===== Records =====

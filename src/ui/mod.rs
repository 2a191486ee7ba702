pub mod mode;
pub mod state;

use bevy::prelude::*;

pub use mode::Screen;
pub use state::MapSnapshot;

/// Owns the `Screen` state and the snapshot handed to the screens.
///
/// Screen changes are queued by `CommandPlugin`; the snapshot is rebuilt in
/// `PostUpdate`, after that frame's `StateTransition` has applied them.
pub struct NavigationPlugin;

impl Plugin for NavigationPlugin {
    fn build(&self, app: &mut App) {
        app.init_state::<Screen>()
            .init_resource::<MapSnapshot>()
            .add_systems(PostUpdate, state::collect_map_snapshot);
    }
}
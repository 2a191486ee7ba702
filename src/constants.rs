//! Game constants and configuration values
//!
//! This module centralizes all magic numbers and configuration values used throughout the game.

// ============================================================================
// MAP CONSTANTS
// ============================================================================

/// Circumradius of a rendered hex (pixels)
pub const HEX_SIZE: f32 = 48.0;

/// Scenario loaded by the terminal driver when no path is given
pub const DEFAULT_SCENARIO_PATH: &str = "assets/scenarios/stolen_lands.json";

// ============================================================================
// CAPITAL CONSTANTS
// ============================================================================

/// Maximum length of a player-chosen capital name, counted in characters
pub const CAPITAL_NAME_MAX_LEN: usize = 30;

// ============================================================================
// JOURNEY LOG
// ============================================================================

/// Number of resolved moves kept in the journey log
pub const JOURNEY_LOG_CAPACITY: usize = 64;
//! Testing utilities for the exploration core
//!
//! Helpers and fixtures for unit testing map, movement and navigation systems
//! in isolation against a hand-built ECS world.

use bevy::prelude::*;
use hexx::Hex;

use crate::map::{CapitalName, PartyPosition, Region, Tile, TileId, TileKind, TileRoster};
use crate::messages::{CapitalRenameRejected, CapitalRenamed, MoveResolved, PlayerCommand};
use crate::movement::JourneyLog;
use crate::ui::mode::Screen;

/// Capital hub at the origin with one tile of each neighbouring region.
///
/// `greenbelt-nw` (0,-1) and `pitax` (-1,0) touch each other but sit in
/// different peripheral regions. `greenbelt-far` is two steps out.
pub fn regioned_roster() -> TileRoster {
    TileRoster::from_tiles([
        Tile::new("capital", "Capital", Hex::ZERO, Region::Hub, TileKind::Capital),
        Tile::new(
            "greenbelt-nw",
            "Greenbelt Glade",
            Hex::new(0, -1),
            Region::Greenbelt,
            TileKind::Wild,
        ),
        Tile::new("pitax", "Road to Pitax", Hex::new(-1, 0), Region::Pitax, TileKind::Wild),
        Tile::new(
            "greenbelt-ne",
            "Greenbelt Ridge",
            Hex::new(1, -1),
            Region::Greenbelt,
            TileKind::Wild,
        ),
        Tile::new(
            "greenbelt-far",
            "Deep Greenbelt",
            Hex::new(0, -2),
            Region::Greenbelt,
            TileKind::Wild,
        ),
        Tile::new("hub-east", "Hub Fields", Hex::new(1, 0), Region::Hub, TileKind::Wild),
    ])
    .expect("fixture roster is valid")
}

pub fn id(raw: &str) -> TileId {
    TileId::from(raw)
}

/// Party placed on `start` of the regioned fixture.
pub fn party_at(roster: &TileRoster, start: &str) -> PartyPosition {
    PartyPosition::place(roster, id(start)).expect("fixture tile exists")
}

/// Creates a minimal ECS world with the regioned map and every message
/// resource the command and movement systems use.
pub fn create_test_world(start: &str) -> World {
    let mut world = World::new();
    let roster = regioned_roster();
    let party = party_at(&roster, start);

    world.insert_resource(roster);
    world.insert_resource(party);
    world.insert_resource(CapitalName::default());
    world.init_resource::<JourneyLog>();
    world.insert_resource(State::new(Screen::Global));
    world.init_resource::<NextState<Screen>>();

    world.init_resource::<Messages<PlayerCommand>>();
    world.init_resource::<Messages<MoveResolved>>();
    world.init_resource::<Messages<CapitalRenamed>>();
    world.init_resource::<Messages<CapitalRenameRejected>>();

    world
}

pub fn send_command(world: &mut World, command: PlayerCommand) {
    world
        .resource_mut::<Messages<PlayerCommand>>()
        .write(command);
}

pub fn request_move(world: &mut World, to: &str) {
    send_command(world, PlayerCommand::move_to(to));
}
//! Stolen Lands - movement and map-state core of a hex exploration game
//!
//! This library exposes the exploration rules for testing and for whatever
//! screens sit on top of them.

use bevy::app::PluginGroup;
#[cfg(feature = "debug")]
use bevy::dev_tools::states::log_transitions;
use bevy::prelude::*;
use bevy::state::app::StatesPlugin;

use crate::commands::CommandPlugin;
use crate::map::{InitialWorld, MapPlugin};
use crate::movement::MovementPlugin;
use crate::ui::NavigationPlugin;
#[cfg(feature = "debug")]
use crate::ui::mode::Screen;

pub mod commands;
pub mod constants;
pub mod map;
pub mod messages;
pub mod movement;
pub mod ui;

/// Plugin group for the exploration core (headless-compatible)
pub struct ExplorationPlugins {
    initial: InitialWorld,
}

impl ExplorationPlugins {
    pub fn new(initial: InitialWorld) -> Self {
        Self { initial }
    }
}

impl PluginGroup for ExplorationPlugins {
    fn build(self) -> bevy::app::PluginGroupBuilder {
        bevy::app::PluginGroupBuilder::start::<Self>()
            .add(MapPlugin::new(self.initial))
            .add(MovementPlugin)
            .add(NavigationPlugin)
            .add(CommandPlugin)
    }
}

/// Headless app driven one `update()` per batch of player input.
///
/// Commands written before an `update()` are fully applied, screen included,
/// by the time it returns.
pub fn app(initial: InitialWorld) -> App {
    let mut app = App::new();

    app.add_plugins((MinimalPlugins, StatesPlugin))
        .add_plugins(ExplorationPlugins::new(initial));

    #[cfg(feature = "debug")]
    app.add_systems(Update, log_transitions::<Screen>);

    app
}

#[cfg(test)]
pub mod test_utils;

=====
===== Records =====

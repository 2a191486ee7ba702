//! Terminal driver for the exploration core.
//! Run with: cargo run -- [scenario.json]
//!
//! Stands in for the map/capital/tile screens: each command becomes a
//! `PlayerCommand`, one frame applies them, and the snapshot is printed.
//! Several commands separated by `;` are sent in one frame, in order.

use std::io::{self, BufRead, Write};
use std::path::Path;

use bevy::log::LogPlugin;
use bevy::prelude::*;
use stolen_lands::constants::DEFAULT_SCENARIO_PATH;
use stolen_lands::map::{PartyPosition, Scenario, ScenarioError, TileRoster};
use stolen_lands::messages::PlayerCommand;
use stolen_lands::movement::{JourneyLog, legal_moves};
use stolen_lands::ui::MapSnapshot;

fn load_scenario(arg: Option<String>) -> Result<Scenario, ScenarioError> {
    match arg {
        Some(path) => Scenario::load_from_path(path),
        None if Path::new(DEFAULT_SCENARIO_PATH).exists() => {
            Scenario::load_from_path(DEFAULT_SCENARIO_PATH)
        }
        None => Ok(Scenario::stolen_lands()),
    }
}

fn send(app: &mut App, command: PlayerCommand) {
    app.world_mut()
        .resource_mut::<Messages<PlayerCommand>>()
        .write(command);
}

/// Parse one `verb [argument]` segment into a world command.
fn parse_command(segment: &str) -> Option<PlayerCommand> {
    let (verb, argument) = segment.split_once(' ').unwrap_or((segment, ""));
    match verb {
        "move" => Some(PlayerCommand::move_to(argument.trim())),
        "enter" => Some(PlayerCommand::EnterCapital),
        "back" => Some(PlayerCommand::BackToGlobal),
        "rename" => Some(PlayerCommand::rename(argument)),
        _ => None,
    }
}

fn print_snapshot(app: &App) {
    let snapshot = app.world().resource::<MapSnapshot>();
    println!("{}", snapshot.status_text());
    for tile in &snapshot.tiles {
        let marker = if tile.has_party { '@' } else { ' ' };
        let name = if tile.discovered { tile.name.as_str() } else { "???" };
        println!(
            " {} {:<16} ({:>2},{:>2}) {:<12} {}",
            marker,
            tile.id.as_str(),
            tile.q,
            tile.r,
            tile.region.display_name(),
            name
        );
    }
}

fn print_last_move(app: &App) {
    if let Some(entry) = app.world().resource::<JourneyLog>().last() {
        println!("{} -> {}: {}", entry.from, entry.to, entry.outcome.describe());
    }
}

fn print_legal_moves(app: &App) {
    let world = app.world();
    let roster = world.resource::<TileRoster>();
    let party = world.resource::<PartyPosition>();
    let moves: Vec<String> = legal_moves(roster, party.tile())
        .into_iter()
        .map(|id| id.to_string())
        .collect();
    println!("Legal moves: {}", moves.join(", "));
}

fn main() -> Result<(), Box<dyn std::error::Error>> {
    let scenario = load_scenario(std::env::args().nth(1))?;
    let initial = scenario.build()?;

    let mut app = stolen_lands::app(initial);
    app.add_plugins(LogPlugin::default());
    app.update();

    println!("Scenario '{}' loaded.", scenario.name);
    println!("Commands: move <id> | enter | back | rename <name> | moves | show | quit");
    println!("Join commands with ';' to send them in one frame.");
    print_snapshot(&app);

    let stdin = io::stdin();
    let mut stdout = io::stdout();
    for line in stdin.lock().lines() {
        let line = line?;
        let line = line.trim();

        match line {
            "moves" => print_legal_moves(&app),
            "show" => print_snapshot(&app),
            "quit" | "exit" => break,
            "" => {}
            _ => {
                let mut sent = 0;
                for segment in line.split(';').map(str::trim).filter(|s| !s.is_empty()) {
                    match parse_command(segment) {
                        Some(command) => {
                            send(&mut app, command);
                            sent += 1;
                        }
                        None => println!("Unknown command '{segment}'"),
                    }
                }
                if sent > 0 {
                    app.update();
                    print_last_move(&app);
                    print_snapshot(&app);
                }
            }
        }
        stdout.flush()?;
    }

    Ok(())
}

=====

_Exercise brief_
Among the lines of the data, which ones contain the word "configuration"? Show them.

_Solved exercise_
//! Game constants and configuration values
//! This module centralizes all magic numbers and configuration values used throughout the game.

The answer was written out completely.